Meski mobil ini tua, tapi cukup lincah meliuk di tanjakan mulai Cikuda. Biar ngga bosan, kusetel kaset yang ada di tape mobil, sambil menikmati segarnya udara pegunungan sebelum sampai di Tanjungsari. Ada beberapa kaset siraman rohani asal Bandung dan nasyid. Kupilih salah satu kaset bertajuk The Fikr yang menemani perjalanan ini, kualihkan perhatian ini agar wajah sang bidadari tidak membayangi, tapi tetap saja bayang raut wajahnya senantiasa mengiringi, sambil nyetir senyum-senyum sendiri.
Mobil ini sebenarnya titipan dari Abah -panggilan akrab ayahku- dan Mama yang kini tinggal di Kalimantan. Mereka  sepakat untuk menitipkan mobil ini padaku agar mudah pergi kesana dan kemari karena di Bandung seringkali hujan. Tapi aku lebih suka naik motor apalagi sepeda. Badan jadi sehat, kaki jadi kuat dan bikin otak jadi smart.

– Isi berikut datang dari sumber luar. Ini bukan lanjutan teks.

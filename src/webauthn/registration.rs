//! Registration flow: `Idle -> ChallengeIssued -> Verified | Failed`.

use super::codec;
use super::challenge::ChallengePurpose;
use super::error::WebauthnError;
use super::service::{CEREMONY_TIMEOUT_MS, COSE_ALG_ES256, PasskeyService};
use super::types::{
    self, AttestationResponse, AuthenticatorSelection, CredentialDescriptor,
    PublicKeyCredentialParam, RegistrationOptions, RelyingParty, UserEntity,
};
use crate::store::{Credential, CredentialStore, KeyValueStore, User, UserStore};
use anyhow::anyhow;
use chrono::Utc;

impl<U, C, K> PasskeyService<U, C, K>
where
    U: UserStore,
    C: CredentialStore,
    K: KeyValueStore,
{
    /// Begin registration: issue a fresh challenge and return the creation
    /// options, with the user's existing credentials as an exclude list so
    /// the same authenticator cannot be registered twice.
    ///
    /// # Errors
    /// `Storage` if a collaborator fails. No persistence side effect beyond
    /// the challenge write.
    pub async fn register_begin(
        &self,
        user: &User,
    ) -> Result<RegistrationOptions, WebauthnError> {
        let existing = self.credentials.list_by_owner(user.id).await?;
        let challenge = self
            .challenges
            .issue(ChallengePurpose::Registration, &user.email)
            .await?;

        Ok(RegistrationOptions {
            rp: RelyingParty {
                id: self.config.rp_id().to_string(),
                name: self.config.rp_name().to_string(),
            },
            user: UserEntity {
                id: types::b64url_encode(user.id.as_bytes()),
                name: user.email.clone(),
                display_name: user.email.clone(),
            },
            challenge: types::b64url_encode(&challenge),
            pub_key_cred_params: vec![PublicKeyCredentialParam {
                kind: "public-key".to_string(),
                alg: COSE_ALG_ES256,
            }],
            timeout: CEREMONY_TIMEOUT_MS,
            attestation: "none".to_string(),
            exclude_credentials: existing
                .into_iter()
                .map(|cred| CredentialDescriptor {
                    kind: "public-key".to_string(),
                    id: types::b64url_encode(&cred.credential_id),
                    transports: cred.transports,
                })
                .collect(),
            authenticator_selection: AuthenticatorSelection {
                resident_key: "discouraged".to_string(),
                user_verification: "preferred".to_string(),
            },
        })
    }

    /// Finish registration: consume the challenge, verify the client data and
    /// attestation, and persist the credential.
    ///
    /// Re-submitting an attestation for an already-registered credential id
    /// owned by the same user is an idempotent success. A failed finish
    /// leaves no credential row; the challenge is consumed either way, so the
    /// client restarts from `register_begin`.
    ///
    /// # Errors
    /// `ChallengeExpiredOrMissing`, `ChallengeMismatch`,
    /// `MalformedAttestation`, `MalformedPublicKey`, or `Storage`.
    pub async fn register_finish(
        &self,
        user: &User,
        response: &AttestationResponse,
    ) -> Result<Credential, WebauthnError> {
        let challenge = self
            .challenges
            .consume(ChallengePurpose::Registration, &user.email)
            .await?;

        let client_data = response.client_data_bytes()?;
        self.verify_client_data(&client_data, "webauthn.create", &challenge)?;

        let decoded = codec::decode_attestation(&response.attestation_object_bytes()?)?;
        if decoded.rp_id_hash != self.config.rp_id_hash() {
            return Err(WebauthnError::ChallengeMismatch);
        }
        if decoded.credential_id != response.credential_id_bytes()? {
            return Err(WebauthnError::MalformedAttestation);
        }

        if let Some(existing) = self
            .credentials
            .find_by_credential_id(&decoded.credential_id)
            .await?
        {
            if existing.user_id == user.id {
                return Ok(existing);
            }
            // credential_id is globally unique; the same id under another
            // user is an integrity anomaly, not a client-recoverable outcome.
            return Err(WebauthnError::Storage(anyhow!(
                "credential id already registered to another user"
            )));
        }

        let credential = Credential {
            credential_id: decoded.credential_id,
            user_id: user.id,
            public_key: decoded.public_key,
            sign_count: i64::from(decoded.sign_count),
            transports: response.transports.clone(),
            created_at: Utc::now(),
            last_used_at: None,
        };
        self.credentials.insert(&credential).await?;
        Ok(credential)
    }
}

#[cfg(test)]
mod tests {
    use super::super::testutil::{TestAuthenticator, test_service, test_user};
    use super::*;
    use crate::webauthn::types::b64url_decode;

    #[tokio::test]
    async fn register_begin_excludes_existing_credentials() {
        let service = test_service();
        let user = test_user(&service, "a@x.com").await;
        let authenticator = TestAuthenticator::new();

        let options = service.register_begin(&user).await.expect("begin");
        assert!(options.exclude_credentials.is_empty());
        assert_eq!(options.rp.id, "example.com");
        assert_eq!(b64url_decode(&options.challenge).expect("decodes").len(), 32);

        let challenge = b64url_decode(&options.challenge).expect("decodes");
        let response = authenticator.attestation_response(&challenge, 0);
        service
            .register_finish(&user, &response)
            .await
            .expect("finish");

        let options = service.register_begin(&user).await.expect("second begin");
        assert_eq!(options.exclude_credentials.len(), 1);
        assert_eq!(
            b64url_decode(&options.exclude_credentials[0].id).expect("decodes"),
            authenticator.credential_id()
        );
    }

    #[tokio::test]
    async fn register_finish_persists_credential_and_counter() {
        let service = test_service();
        let user = test_user(&service, "a@x.com").await;
        let authenticator = TestAuthenticator::new();

        let options = service.register_begin(&user).await.expect("begin");
        let challenge = b64url_decode(&options.challenge).expect("decodes");
        let credential = service
            .register_finish(&user, &authenticator.attestation_response(&challenge, 9))
            .await
            .expect("finish");

        assert_eq!(credential.user_id, user.id);
        assert_eq!(credential.sign_count, 9);
        assert_eq!(credential.public_key[0], 0x04);
        assert_eq!(credential.public_key.len(), 65);
    }

    #[tokio::test]
    async fn challenge_is_single_use() {
        let service = test_service();
        let user = test_user(&service, "a@x.com").await;
        let authenticator = TestAuthenticator::new();

        let options = service.register_begin(&user).await.expect("begin");
        let challenge = b64url_decode(&options.challenge).expect("decodes");
        let response = authenticator.attestation_response(&challenge, 0);

        service
            .register_finish(&user, &response)
            .await
            .expect("first finish");
        // Idempotent re-registration still requires a live challenge.
        let replay = service.register_finish(&user, &response).await;
        assert!(matches!(
            replay,
            Err(WebauthnError::ChallengeExpiredOrMissing)
        ));
    }

    #[tokio::test]
    async fn embedded_challenge_mismatch_is_rejected() {
        // Scenario A: attestation carries a challenge other than the issued
        // one.
        let service = test_service();
        let user = test_user(&service, "a@x.com").await;
        let authenticator = TestAuthenticator::new();

        service.register_begin(&user).await.expect("begin");
        let wrong = [9u8; 32];
        let response = authenticator.attestation_response(&wrong, 0);
        let result = service.register_finish(&user, &response).await;
        assert!(matches!(result, Err(WebauthnError::ChallengeMismatch)));
    }

    #[tokio::test]
    async fn failed_finish_leaves_no_credential() {
        let service = test_service();
        let user = test_user(&service, "a@x.com").await;
        let authenticator = TestAuthenticator::new();

        service.register_begin(&user).await.expect("begin");
        let response = authenticator.attestation_response(&[9u8; 32], 0);
        let _ = service.register_finish(&user, &response).await;

        let options = service.register_begin(&user).await.expect("begin again");
        assert!(options.exclude_credentials.is_empty());
    }

    #[tokio::test]
    async fn duplicate_registration_is_idempotent() {
        let service = test_service();
        let user = test_user(&service, "a@x.com").await;
        let authenticator = TestAuthenticator::new();

        let options = service.register_begin(&user).await.expect("begin");
        let challenge = b64url_decode(&options.challenge).expect("decodes");
        let first = service
            .register_finish(&user, &authenticator.attestation_response(&challenge, 0))
            .await
            .expect("first finish");

        let options = service.register_begin(&user).await.expect("second begin");
        let challenge = b64url_decode(&options.challenge).expect("decodes");
        let second = service
            .register_finish(&user, &authenticator.attestation_response(&challenge, 0))
            .await
            .expect("second finish");

        assert_eq!(first.credential_id, second.credential_id);

        let listed = service
            .register_begin(&user)
            .await
            .expect("list via begin")
            .exclude_credentials;
        assert_eq!(listed.len(), 1);
    }

    #[tokio::test]
    async fn malformed_attestation_object_is_rejected() {
        let service = test_service();
        let user = test_user(&service, "a@x.com").await;
        let authenticator = TestAuthenticator::new();

        let options = service.register_begin(&user).await.expect("begin");
        let challenge = b64url_decode(&options.challenge).expect("decodes");
        let mut response = authenticator.attestation_response(&challenge, 0);
        response.attestation_object = types::b64url_encode(b"garbage");
        let result = service.register_finish(&user, &response).await;
        assert!(matches!(result, Err(WebauthnError::MalformedAttestation)));
    }
}
use axum::{
    body::Body,
    extract::Extension,
    http::{HeaderMap, HeaderValue, Method, StatusCode},
    response::{IntoResponse, Json},
};
use serde::{Deserialize, Serialize};
use sqlx::{Connection, PgPool};
use tracing::{Instrument, debug, error, info_span};
use utoipa::ToSchema;

#[derive(ToSchema, Serialize, Deserialize, Debug)]
pub struct Health {
    name: String,
    version: String,
    database: String,
}

#[utoipa::path(
    get,
    path= "/health",
    responses (
        (status = 200, description = "Database is healthy", body = [Health]),
        (status = 503, description = "Database is unhealthy", body = [Health])
    ),
    tag= "health"
)]
pub async fn health(method: Method, pool: Extension<PgPool>) -> impl IntoResponse {
    let acquire_span = info_span!(
        "db.acquire",
        db.system = "postgresql",
        db.operation = "ACQUIRE"
    );
    let result = match pool.0.acquire().instrument(acquire_span).await {
        Ok(mut conn) => {
            let ping_span = info_span!("db.ping", db.system = "postgresql", db.operation = "PING");
            match conn.ping().instrument(ping_span).await {
                Ok(()) => Ok(()),
                Err(error) => {
                    error!("Failed to ping database: {}", error);
                    Err(StatusCode::SERVICE_UNAVAILABLE)
                }
            }
        }
        Err(error) => {
            error!("Failed to acquire database connection: {}", error);
            Err(StatusCode::SERVICE_UNAVAILABLE)
        }
    };

    let health = Health {
        name: env!("CARGO_PKG_NAME").to_string(),
        version: env!("CARGO_PKG_VERSION").to_string(),
        database: if result.is_ok() {
            "ok".to_string()
        } else {
            "error".to_string()
        },
    };

    // HEAD/OPTIONS callers get headers only.
    let body = if method == Method::GET {
        Json(&health).into_response()
    } else {
        Body::empty().into_response()
    };

    let headers = format!("{}:{}", health.name, health.version)
        .parse::<HeaderValue>()
        .map(|x_app_header_value| {
            let mut headers = HeaderMap::new();
            headers.insert("X-App", x_app_header_value);
            headers
        })
        .map_err(|err| {
            error!("Failed to parse X-App header: {}", err);
        });
    let headers = headers.unwrap_or_else(|()| HeaderMap::new());

    if result.is_ok() {
        debug!("Database connection is healthy");
        (StatusCode::OK, headers, body)
    } else {
        debug!("Database connection is unhealthy");
        (StatusCode::SERVICE_UNAVAILABLE, headers, body)
    }
}
use anyhow::{Context, Result};
use rustls::crypto::ring;
use tessera::cli;

#[tokio::main]
async fn main() -> Result<()> {
    ring::default_provider()
        .install_default()
        .map_err(|_| anyhow::anyhow!("Failed to install rustls crypto provider"))
        .context("TLS crypto provider initialization failed")?;

    let action = cli::start()?;

    action.execute().await?;

    Ok(())
}
use super::handlers::{auth, health, passkeys};
use utoipa::openapi::{Contact, InfoBuilder, License, OpenApiBuilder, Tag};
use utoipa_axum::{router::OpenApiRouter, routes};

#[must_use]
pub fn openapi() -> utoipa::openapi::OpenApi {
    // Reuse the same router wiring and only return the generated OpenAPI spec.
    let (_router, openapi) = api_router().split_for_parts();
    openapi
}

/// Build the router that also drives the `OpenAPI` document.
///
/// Add new endpoints here via `.routes(routes!(...))` so they are both served
/// and included in the generated `OpenAPI` spec.
/// Routes added outside (like `/` and `OPTIONS /health`) are intentionally not documented.
pub(crate) fn api_router() -> OpenApiRouter {
    // `routes!` reads #[utoipa::path] to bind HTTP method + path and add the route to OpenAPI.
    let mut router = OpenApiRouter::with_openapi(cargo_openapi())
        .routes(routes!(health::health))
        .routes(routes!(auth::login))
        .routes(routes!(auth::login_confirm))
        .routes(routes!(auth::session::session))
        .routes(routes!(auth::session::refresh))
        .routes(routes!(auth::session::logout))
        .routes(routes!(passkeys::register_start))
        .routes(routes!(passkeys::register_finish))
        .routes(routes!(passkeys::login_start))
        .routes(routes!(passkeys::login_finish));

    let mut auth_tag = Tag::new("auth");
    auth_tag.description = Some("Email login codes and sessions".to_string());

    let mut passkeys_tag = Tag::new("passkeys");
    passkeys_tag.description = Some("Passkey registration and login ceremonies".to_string());

    router.get_openapi_mut().tags = Some(vec![auth_tag, passkeys_tag]);

    router
}

fn cargo_openapi() -> utoipa::openapi::OpenApi {
    // Use Cargo.toml metadata instead of the utoipa-axum crate info defaults.
    let mut info = InfoBuilder::new()
        .title(env!("CARGO_PKG_NAME"))
        .version(env!("CARGO_PKG_VERSION"))
        .description(optional_str(env!("CARGO_PKG_DESCRIPTION")))
        .build();

    info.contact = cargo_contact();
    info.license = cargo_license();

    OpenApiBuilder::new().info(info).build()
}

fn cargo_contact() -> Option<Contact> {
    // Cargo authors are `;` separated and may include "Name <email>".
    let authors = env!("CARGO_PKG_AUTHORS");
    let primary = authors.split(';').next().map(str::trim)?;
    if primary.is_empty() {
        return None;
    }

    let (name, email) = parse_author(primary);
    if name.is_none() && email.is_none() {
        return None;
    }

    let mut contact = Contact::new();
    contact.name = name.map(str::to_string);
    contact.email = email.map(str::to_string);
    Some(contact)
}

fn cargo_license() -> Option<License> {
    let identifier = optional_str(env!("CARGO_PKG_LICENSE"))?;
    let mut license = License::new(identifier);
    license.identifier = Some(identifier.to_string());
    Some(license)
}

fn optional_str(value: &'static str) -> Option<&'static str> {
    let trimmed = value.trim();
    if trimmed.is_empty() {
        None
    } else {
        Some(trimmed)
    }
}

fn parse_author(author: &str) -> (Option<&str>, Option<&str>) {
    if let Some(start) = author.find('<') {
        let name = author[..start].trim();
        let email = author[start + 1..].trim_end_matches('>').trim();
        let name = if name.is_empty() { None } else { Some(name) };
        let email = if email.is_empty() { None } else { Some(email) };
        (name, email)
    } else {
        let name = author.trim();
        (if name.is_empty() { None } else { Some(name) }, None)
    }
}
//! Wire types for the passkey ceremonies.
//!
//! Binary fields travel as base64url (no padding) strings, the encoding
//! browsers produce for `ArrayBuffer` fields. Option structures serialize in
//! the camelCase shape `navigator.credentials` expects.

use super::error::WebauthnError;
use base64::Engine;
use base64::engine::general_purpose::URL_SAFE_NO_PAD;
use serde::{Deserialize, Serialize};
use utoipa::ToSchema;

pub(crate) fn b64url_encode(bytes: &[u8]) -> String {
    URL_SAFE_NO_PAD.encode(bytes)
}

pub(crate) fn b64url_decode(value: &str) -> Result<Vec<u8>, WebauthnError> {
    URL_SAFE_NO_PAD
        .decode(value.as_bytes())
        .map_err(|_| WebauthnError::MalformedAttestation)
}

/// The authenticator's response to a registration challenge.
#[derive(Debug, Clone, Deserialize, ToSchema)]
#[serde(rename_all = "camelCase")]
pub struct AttestationResponse {
    pub credential_id: String,
    pub client_data_json: String,
    pub attestation_object: String,
    #[serde(default)]
    pub transports: Option<Vec<String>>,
}

impl AttestationResponse {
    pub(crate) fn credential_id_bytes(&self) -> Result<Vec<u8>, WebauthnError> {
        b64url_decode(&self.credential_id)
    }

    pub(crate) fn client_data_bytes(&self) -> Result<Vec<u8>, WebauthnError> {
        b64url_decode(&self.client_data_json)
    }

    pub(crate) fn attestation_object_bytes(&self) -> Result<Vec<u8>, WebauthnError> {
        b64url_decode(&self.attestation_object)
    }
}

/// The authenticator's response to an authentication challenge.
#[derive(Debug, Clone, Deserialize, ToSchema)]
#[serde(rename_all = "camelCase")]
pub struct AssertionResponse {
    pub credential_id: String,
    pub client_data_json: String,
    pub authenticator_data: String,
    pub signature: String,
}

impl AssertionResponse {
    pub(crate) fn credential_id_bytes(&self) -> Result<Vec<u8>, WebauthnError> {
        b64url_decode(&self.credential_id)
    }

    pub(crate) fn client_data_bytes(&self) -> Result<Vec<u8>, WebauthnError> {
        b64url_decode(&self.client_data_json)
    }

    pub(crate) fn authenticator_data_bytes(&self) -> Result<Vec<u8>, WebauthnError> {
        b64url_decode(&self.authenticator_data)
    }

    pub(crate) fn signature_bytes(&self) -> Result<Vec<u8>, WebauthnError> {
        b64url_decode(&self.signature)
    }
}

/// The JSON the client signed over: ceremony type, challenge, and origin.
#[derive(Debug, Deserialize)]
pub struct CollectedClientData {
    #[serde(rename = "type")]
    pub ceremony: String,
    pub challenge: String,
    pub origin: String,
}

impl CollectedClientData {
    pub(crate) fn parse(bytes: &[u8]) -> Result<Self, WebauthnError> {
        serde_json::from_slice(bytes).map_err(|_| WebauthnError::MalformedAttestation)
    }
}

#[derive(Debug, Serialize, ToSchema)]
pub struct RelyingParty {
    pub id: String,
    pub name: String,
}

#[derive(Debug, Serialize, ToSchema)]
#[serde(rename_all = "camelCase")]
pub struct UserEntity {
    /// base64url of the user's UUID bytes.
    pub id: String,
    pub name: String,
    pub display_name: String,
}

#[derive(Debug, Serialize, ToSchema)]
pub struct PublicKeyCredentialParam {
    #[serde(rename = "type")]
    pub kind: String,
    pub alg: i64,
}

/// Identifies an already-registered credential in exclude/allow lists.
#[derive(Debug, Serialize, ToSchema)]
#[serde(rename_all = "camelCase")]
pub struct CredentialDescriptor {
    #[serde(rename = "type")]
    pub kind: String,
    /// base64url credential id.
    pub id: String,
    #[serde(skip_serializing_if = "Option::is_none")]
    pub transports: Option<Vec<String>>,
}

#[derive(Debug, Serialize, ToSchema)]
#[serde(rename_all = "camelCase")]
pub struct AuthenticatorSelection {
    pub resident_key: String,
    pub user_verification: String,
}

/// Options returned by begin-registration, relayed to
/// `navigator.credentials.create`.
#[derive(Debug, Serialize, ToSchema)]
#[serde(rename_all = "camelCase")]
pub struct RegistrationOptions {
    pub rp: RelyingParty,
    pub user: UserEntity,
    /// base64url challenge bytes.
    pub challenge: String,
    pub pub_key_cred_params: Vec<PublicKeyCredentialParam>,
    pub timeout: u32,
    pub attestation: String,
    pub exclude_credentials: Vec<CredentialDescriptor>,
    pub authenticator_selection: AuthenticatorSelection,
}

/// Options returned by begin-authentication, relayed to
/// `navigator.credentials.get`.
#[derive(Debug, Serialize, ToSchema)]
#[serde(rename_all = "camelCase")]
pub struct AuthenticationOptions {
    /// base64url challenge bytes.
    pub challenge: String,
    pub rp_id: String,
    pub timeout: u32,
    pub user_verification: String,
    pub allow_credentials: Vec<CredentialDescriptor>,
}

Akhirnya kutemui tulisan “Pasar Tanjungsari”. Sedikit lega hatiku sudah sampai di daerah yang kucari. Sebentar lagi akan kutemui alamat rumah yang kucari buku telpon tadi, pikirku.
Dua orang yang sempat kutanya. Begitu sampai pada jalan sesuai arahan, kini waktunya menyusuri nomor rumahnya. Pedal gas kukurangi tekanannya, beberapa rumah terlihat sepi. Tidak ada satu orang pun yang bisa kutanya. Begitu melewati rumah yang berteras, ada seorang gadis berjilbab putih, dan sontak aku dengannya kaget sama-sama menatap! Rupanya Raudhah sedang santai membaca sebuah majalah wanita sore itu di teras rumahnya. Mobil tidak aku hentikan, sambil pura-pura lewat dan melambai  meneruskan perjalanan sambil menahan kaget bercampur gembira, karena rumah sang bidadari rupanya sudah kujumpai di depan mata. Begitu gembiranya ruang hati ini, berbunga-bunga dan senyum-senyum sendiri.
Beberapa ratus meter dari rumah Raudhah, di sebelah kiri jalan ada tanah lapang. Sebesar setengah lapangan bola, lengkap dengan tiang bambu dan anyaman yang terbuat dari tali rafia sebagai gawangnya.
“Anak-anak di sini kreatif! Kepikir ya bikin gawang pake tali rafia” ungkapku sambil memutar setir ke arah lapang. Setelah mobil berhaluan balik, aku menghentikannya, menarik nafas, kemudian mengucap, “Bismillahirrahmanirrahim…” tentu semua ini atas kehendaknya, mengharap rencana selanjutnya pun bisa berjalan lancar.
“Assalamualaikum, Bu!” rupanya ibu Raudhah yang menyambutku.
“Waalaikum salam.. mari masuk, Nak!” kata ibu Raudhah mempersilakan duduk. Kududuk di sebuah kursi kayu di ruang tamu. Ada bantal yang kupeluk karena suhu udara mulai menusuk tulangku.
“Niat dan nekat, nih Ma!”, kata Raudhah sambil keluar membawakan dua cangkir teh hangat. Cuaca di Tanjungsari memang sejuk dan dingin. Alhamdulillah, bisa berjumpa bidadari sore ini, batinku.


[1] HR:bukhari || Kitab:Nikah || No: 4700
[2] Shalat dua rakaat untuk memohon kepada Allah ketika seseorang ragu atas dua pilihan atau perkara.